Montaj önceleri sabit bir çerçeve içinde oyuncuların hareket ettirilmeleriyle
yaratılmaya çalışılan bir etki olmuştur. Sessiz sinema döneminde montaj,
yönetmenin söylemek istediklerini aklına getirirdi;1938'in kurgulamasında onu
betimlemeye başlamıştır.
Ekran üzerinde hayalin, gerçekliğin yoğunlupuna eşit olması gerekir. Bunun
olmaması durumunda, montaj belirli kısımların haricinde başarılı bir şekilde
kullanılmaz. Bu durum sinematografik hikayenin konusun tam olarak anlaşılmasını
tehlikeye sokacaktır. Örnek olarak;bir yönetmen bir hareketin eşsüremli iki
görüntünün gösterilmesindeki zorluk nedeniyle, böyle çekimlerde çekim ve ger
çekim tekniğini basit olarak kullanma sahnesinde bunu anladığını açıkca
kanıtlamıştır. At, çocuk ve tavşan aynı çekimde beraberdirler. Her nasılsa, o,
Crin Blanc'ın ele geçirilmesi sahnesinde çocuğun at tarafından sürüklendiği
bölümde bir hata yapar gibi olmuştur. Bir uzun çekimde Folco'nun sürüklenişini
görürüz. Lamorisse böylesine tehlikeli bir çekimde çocuk için 'doubling'
yapmıştır. Çekimin sonunda at yavaşlar ve durur. Kamera bunu bize göstermez. Bu
nedenle bu konuda kuşku duymaya başlarız. At ve çocuk fiziksel olarak
birbirlerine yakındırlar. Bu, döner çekim ve kameramanın geriye doğru alınması
sonucunda gerçekleşmiştir. Bu basit emniyetli çekim, her şeyin önceden
yalanlanması sonrasında oluşturulabilmiştir. Folco'nun iki ayrı çekiminin
gösterilmesi için hareketin akışının kesilmesi yoluna gidilmştir.
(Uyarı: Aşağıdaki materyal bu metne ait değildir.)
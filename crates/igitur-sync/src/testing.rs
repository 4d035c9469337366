//! In-memory port fakes for engine and grouper tests

use std::collections::{BTreeMap, HashMap, HashSet};
use std::sync::Mutex;

use anyhow::{anyhow, bail, Result};
use chrono::{DateTime, Utc};

use igitur_core::domain::entry::{Entry, EntryIdentity, EntryKind};
use igitur_core::domain::event::{Event, MediaItem};
use igitur_core::domain::newtypes::{EventId, RemoteId};
use igitur_core::ports::event_source::IEventSource;
use igitur_core::ports::remote_drive::IRemoteDrive;

// ============================================================================
// InMemoryDrive
// ============================================================================

struct Node {
    name: String,
    kind: EntryKind,
    parent: Option<u64>,
    data: Vec<u8>,
    /// Counted as a child but left out of listings, like a poll
    hidden: bool,
}

#[derive(Default)]
struct DriveState {
    next_id: u64,
    nodes: BTreeMap<u64, Node>,
    /// Remaining failures per file name; `u32::MAX` fails forever
    fetch_failures: HashMap<String, u32>,
    upload_failures: HashSet<String>,
    list_failures: HashSet<u64>,
    session_expired: bool,
    rejected: u32,
    delete_failures: HashSet<String>,
    deletes: u32,
    fetches: u32,
    uploads: u32,
    folders_created: u32,
}

/// Remote drive held in memory
///
/// Folder id `1` is the root. Children list in creation order, and
/// duplicate names are allowed like on the real service.
pub struct InMemoryDrive {
    state: Mutex<DriveState>,
}

fn rid(id: u64) -> RemoteId {
    RemoteId::new(id.to_string()).unwrap()
}

fn num(id: &RemoteId) -> u64 {
    id.as_str().parse().unwrap()
}

impl InMemoryDrive {
    pub fn new() -> Self {
        let mut state = DriveState {
            next_id: 2,
            ..Default::default()
        };
        state.nodes.insert(
            1,
            Node {
                name: "root".to_string(),
                kind: EntryKind::Folder,
                parent: None,
                data: Vec::new(),
                hidden: false,
            },
        );
        Self {
            state: Mutex::new(state),
        }
    }

    pub fn root(&self) -> RemoteId {
        rid(1)
    }

    fn insert(&self, parent: &RemoteId, name: &str, kind: EntryKind, data: Vec<u8>) -> RemoteId {
        let mut state = self.state.lock().unwrap();
        let id = state.next_id;
        state.next_id += 1;
        state.nodes.insert(
            id,
            Node {
                name: name.to_string(),
                kind,
                parent: Some(num(parent)),
                data,
                hidden: false,
            },
        );
        rid(id)
    }

    pub fn add_folder(&self, parent: &RemoteId, name: &str) -> RemoteId {
        self.insert(parent, name, EntryKind::Folder, Vec::new())
    }

    pub fn add_file(&self, parent: &RemoteId, name: &str, data: &[u8]) -> RemoteId {
        self.insert(parent, name, EntryKind::File, data.to_vec())
    }

    /// A child that is not part of the file tree
    pub fn add_hidden(&self, parent: &RemoteId, name: &str) -> RemoteId {
        let id = self.insert(parent, name, EntryKind::File, Vec::new());
        if let Some(node) = self.state.lock().unwrap().nodes.get_mut(&num(&id)) {
            node.hidden = true;
        }
        id
    }

    /// Fetching `name` fails with a network error `times` times
    pub fn fail_fetch(&self, name: &str, times: u32) {
        self.state
            .lock()
            .unwrap()
            .fetch_failures
            .insert(name.to_string(), times);
    }

    pub fn fail_upload(&self, name: &str) {
        self.state
            .lock()
            .unwrap()
            .upload_failures
            .insert(name.to_string());
    }

    /// Every file fetch and delete from now on is rejected as unauthorized
    pub fn expire_session(&self) {
        self.state.lock().unwrap().session_expired = true;
    }

    /// Requests rejected because of an expired session
    pub fn rejected(&self) -> u32 {
        self.state.lock().unwrap().rejected
    }

    /// Deleting an entry named `name` fails with a server error
    pub fn fail_delete(&self, name: &str) {
        self.state
            .lock()
            .unwrap()
            .delete_failures
            .insert(name.to_string());
    }

    /// Delete requests that succeeded
    pub fn deletes(&self) -> u32 {
        self.state.lock().unwrap().deletes
    }

    fn remove(&self, id: &RemoteId, kind: EntryKind) -> Result<()> {
        let mut state = self.state.lock().unwrap();
        if state.session_expired {
            state.rejected += 1;
            bail!("Unauthorized: deleting {id} returned 401 Unauthorized");
        }
        let target = num(id);
        let name = match state.nodes.get(&target) {
            Some(node) if node.kind == kind => node.name.clone(),
            Some(_) => bail!("Invalid response: {id} is not a {kind:?}"),
            None => bail!("Not found: {id}"),
        };
        if state.delete_failures.contains(&name) {
            bail!("Server error: deleting {id} returned 500");
        }

        let mut doomed = vec![target];
        let mut i = 0;
        while i < doomed.len() {
            let parent = doomed[i];
            doomed.extend(
                state
                    .nodes
                    .iter()
                    .filter(|(_, n)| n.parent == Some(parent))
                    .map(|(id, _)| *id),
            );
            i += 1;
        }
        for id in doomed {
            state.nodes.remove(&id);
        }
        state.deletes += 1;
        Ok(())
    }

    pub fn fail_list(&self, folder: &RemoteId) {
        self.state.lock().unwrap().list_failures.insert(num(folder));
    }

    pub fn children_of(&self, parent: &RemoteId) -> Vec<(String, EntryKind)> {
        let parent = num(parent);
        self.state
            .lock()
            .unwrap()
            .nodes
            .values()
            .filter(|n| n.parent == Some(parent))
            .map(|n| (n.name.clone(), n.kind))
            .collect()
    }

    pub fn folder_named(&self, parent: &RemoteId, name: &str) -> Option<RemoteId> {
        let parent = num(parent);
        self.state
            .lock()
            .unwrap()
            .nodes
            .iter()
            .find(|(_, n)| n.parent == Some(parent) && n.kind == EntryKind::Folder && n.name == name)
            .map(|(id, _)| rid(*id))
    }

    pub fn file_data(&self, parent: &RemoteId, name: &str) -> Option<Vec<u8>> {
        let parent = num(parent);
        self.state
            .lock()
            .unwrap()
            .nodes
            .values()
            .find(|n| n.parent == Some(parent) && n.kind == EntryKind::File && n.name == name)
            .map(|n| n.data.clone())
    }

    pub fn uploads(&self) -> u32 {
        self.state.lock().unwrap().uploads
    }

    pub fn fetches(&self) -> u32 {
        self.state.lock().unwrap().fetches
    }

    pub fn folders_created(&self) -> u32 {
        self.state.lock().unwrap().folders_created
    }
}

#[async_trait::async_trait]
impl IRemoteDrive for InMemoryDrive {
    async fn get_folder(&self, id: &RemoteId) -> Result<Entry> {
        let state = self.state.lock().unwrap();
        match state.nodes.get(&num(id)) {
            Some(node) if node.kind == EntryKind::Folder => {
                Ok(Entry::root(node.name.clone(), EntryIdentity::Remote(id.clone())))
            }
            Some(_) => bail!("{id} is not a folder"),
            None => bail!("Not found: {id}"),
        }
    }

    async fn list_folder(&self, id: &RemoteId) -> Result<Vec<Entry>> {
        let parent = num(id);
        let state = self.state.lock().unwrap();
        if state.list_failures.contains(&parent) {
            bail!("Invalid response: listing of {id} is broken");
        }
        state
            .nodes
            .iter()
            .filter(|(_, n)| n.parent == Some(parent) && !n.hidden)
            .map(|(child, n)| -> Result<Entry> {
                let entry = Entry::new(n.name.clone(), n.kind, EntryIdentity::Remote(rid(*child)))?
                    .with_parent(EntryIdentity::Remote(id.clone()));
                Ok(match n.kind {
                    EntryKind::File => entry.with_size(n.data.len() as u64),
                    EntryKind::Folder => entry,
                })
            })
            .collect()
    }

    async fn count_children(&self, id: &RemoteId) -> Result<usize> {
        Ok(self.children_of(id).len())
    }

    async fn fetch_file(&self, id: &RemoteId) -> Result<Vec<u8>> {
        let mut state = self.state.lock().unwrap();
        let node = state
            .nodes
            .get(&num(id))
            .ok_or_else(|| anyhow!("Not found: {id}"))?;
        let (name, data) = (node.name.clone(), node.data.clone());

        if state.session_expired {
            state.rejected += 1;
            bail!("Unauthorized: file {id} returned 401 Unauthorized");
        }

        if let Some(remaining) = state.fetch_failures.get_mut(&name) {
            if *remaining > 0 {
                if *remaining != u32::MAX {
                    *remaining -= 1;
                }
                bail!("Network error: connection reset by peer");
            }
        }
        state.fetches += 1;
        Ok(data)
    }

    async fn create_folder(&self, parent: &RemoteId, name: &str) -> Result<RemoteId> {
        if let Some(existing) = self.folder_named(parent, name) {
            return Ok(existing);
        }
        let id = self.add_folder(parent, name);
        self.state.lock().unwrap().folders_created += 1;
        Ok(id)
    }

    async fn upload_file(&self, parent: &RemoteId, name: &str, data: Vec<u8>) -> Result<RemoteId> {
        if self.state.lock().unwrap().upload_failures.contains(name) {
            bail!("Invalid response: storage upload returned 403 Forbidden");
        }
        let id = self.add_file(parent, name, &data);
        self.state.lock().unwrap().uploads += 1;
        Ok(id)
    }

    async fn delete_folder(&self, id: &RemoteId) -> Result<()> {
        self.remove(id, EntryKind::Folder)
    }

    async fn delete_file(&self, id: &RemoteId) -> Result<()> {
        self.remove(id, EntryKind::File)
    }
}

// ============================================================================
// InMemoryEvents
// ============================================================================

/// Event source held in memory; media content is the media id's bytes
#[derive(Default)]
pub struct InMemoryEvents {
    events: Vec<Event>,
    media: HashMap<String, Vec<MediaItem>>,
    broken_media: HashSet<String>,
    session_expired: bool,
    fetches: Mutex<u32>,
}

impl InMemoryEvents {
    pub fn new() -> Self {
        Self::default()
    }

    pub fn add_event(&mut self, id: &str, title: &str, start: &str) -> EventId {
        let id = EventId::new(id.to_string()).unwrap();
        self.events.push(Event {
            id: id.clone(),
            title: title.to_string(),
            start: start.to_string(),
        });
        id
    }

    pub fn add_media(&mut self, event: &EventId, media_id: &str, file_name: &str, uploader: &str) {
        self.media
            .entry(event.to_string())
            .or_default()
            .push(MediaItem {
                id: RemoteId::new(media_id.to_string()).unwrap(),
                file_name: file_name.to_string(),
                url: format!("https://cdn.example.com/{media_id}"),
                uploader: uploader.to_string(),
                size: None,
            });
    }

    pub fn break_media_of(&mut self, event: &EventId) {
        self.broken_media.insert(event.to_string());
    }

    /// Media downloads are rejected as unauthorized
    pub fn expire_session(&mut self) {
        self.session_expired = true;
    }

    pub fn fetches(&self) -> u32 {
        *self.fetches.lock().unwrap()
    }
}

#[async_trait::async_trait]
impl IEventSource for InMemoryEvents {
    async fn get_event(&self, id: &EventId) -> Result<Event> {
        self.events
            .iter()
            .find(|e| &e.id == id)
            .cloned()
            .ok_or_else(|| anyhow!("Not found: event {id}"))
    }

    /// Events starting in `[start, end)`; unparseable dates are always listed
    async fn list_events(&self, start: DateTime<Utc>, end: DateTime<Utc>) -> Result<Vec<Event>> {
        Ok(self
            .events
            .iter()
            .filter(|e| match e.start_date() {
                Ok(date) => date >= start && date < end,
                Err(_) => true,
            })
            .cloned()
            .collect())
    }

    async fn list_media(&self, event_id: &EventId) -> Result<Vec<MediaItem>> {
        if self.broken_media.contains(event_id.as_str()) {
            bail!("Server error: posts of event {event_id} returned 500");
        }
        Ok(self
            .media
            .get(event_id.as_str())
            .cloned()
            .unwrap_or_default())
    }

    async fn fetch_media(&self, media: &MediaItem) -> Result<Vec<u8>> {
        if self.session_expired {
            bail!("Unauthorized: media {} returned 401 Unauthorized", media.id);
        }
        *self.fetches.lock().unwrap() += 1;
        Ok(media.id.as_str().as_bytes().to_vec())
    }
}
Eğer bu
noktada sorunun tanımlanması istenirse bunun aşağıdaki estetik kurallarının göz
önünde tutularak yapılması gerekmektedir. 'Sahnenin varlığı, harekette iki ya da
daha çok faktörün eşsüremli oluşumuna ihtiyaç duyuyorsa, montajın kullanılması
gerekmektedir. 'Örnek olarak, Lamorisse bir atın başına yakın çekim yapmıştır.
Bu noktada kamera yavaşça çocuğun bulunduğu yöne döner. Ancak bir sonraki
çekimde ikisinin de aynı çerçeve içinde bulunmaları gerekmektedir.
Normal kurgulama işlemi gerçekliğin analiz edilmesi için mümkün olan üç yol
arasındaki uzlaşmanın sonucu olarak ortaya çıkar.
1_Saf olarak mantıksal ve tanımlayıcı analiz(cinayette kullanılan silahın
cesedin yanında bulunması)
2_Filmin içindeki psikolojik analiz. Bu durum olay kahramanının ruhsal yapısının
yansıtıldığı sahneler aracılığı ile gerçekleştirilir. Buna örnek olarak 'Notorious'
filminde büyük bir ihtimalle zehir katılmış olan sütü içmek zorunda kalan Ingrid
Bergman'ın davranışları gösterilebilir.
3_Seyircinin ilgisinin bakış açısından psikolojik analiz. Buna örnek olarak ise
yalnız olduğunu düşünen bir suçlunun göremediği bir kapının kolunun hareket
etmesi verilebilir.
Bu üç görüş açısı, çoğu filmde sinematografik olayın sentezinin oluşturulması
için birleştirilerek kullanılır. Bu, psikolojik heterojenliği ve maddesel
süreksizliği ifade eder.
TİYATRO, EDEBİYAT VE SİNEMA İLİŞKİSİ
Sinemanın tarihine şöyle bir göz attığımızda karşımıza çıkan en ilgi çekici şey
onun edebiyat ve tiyatro dallarının mirasçısı olduğudur.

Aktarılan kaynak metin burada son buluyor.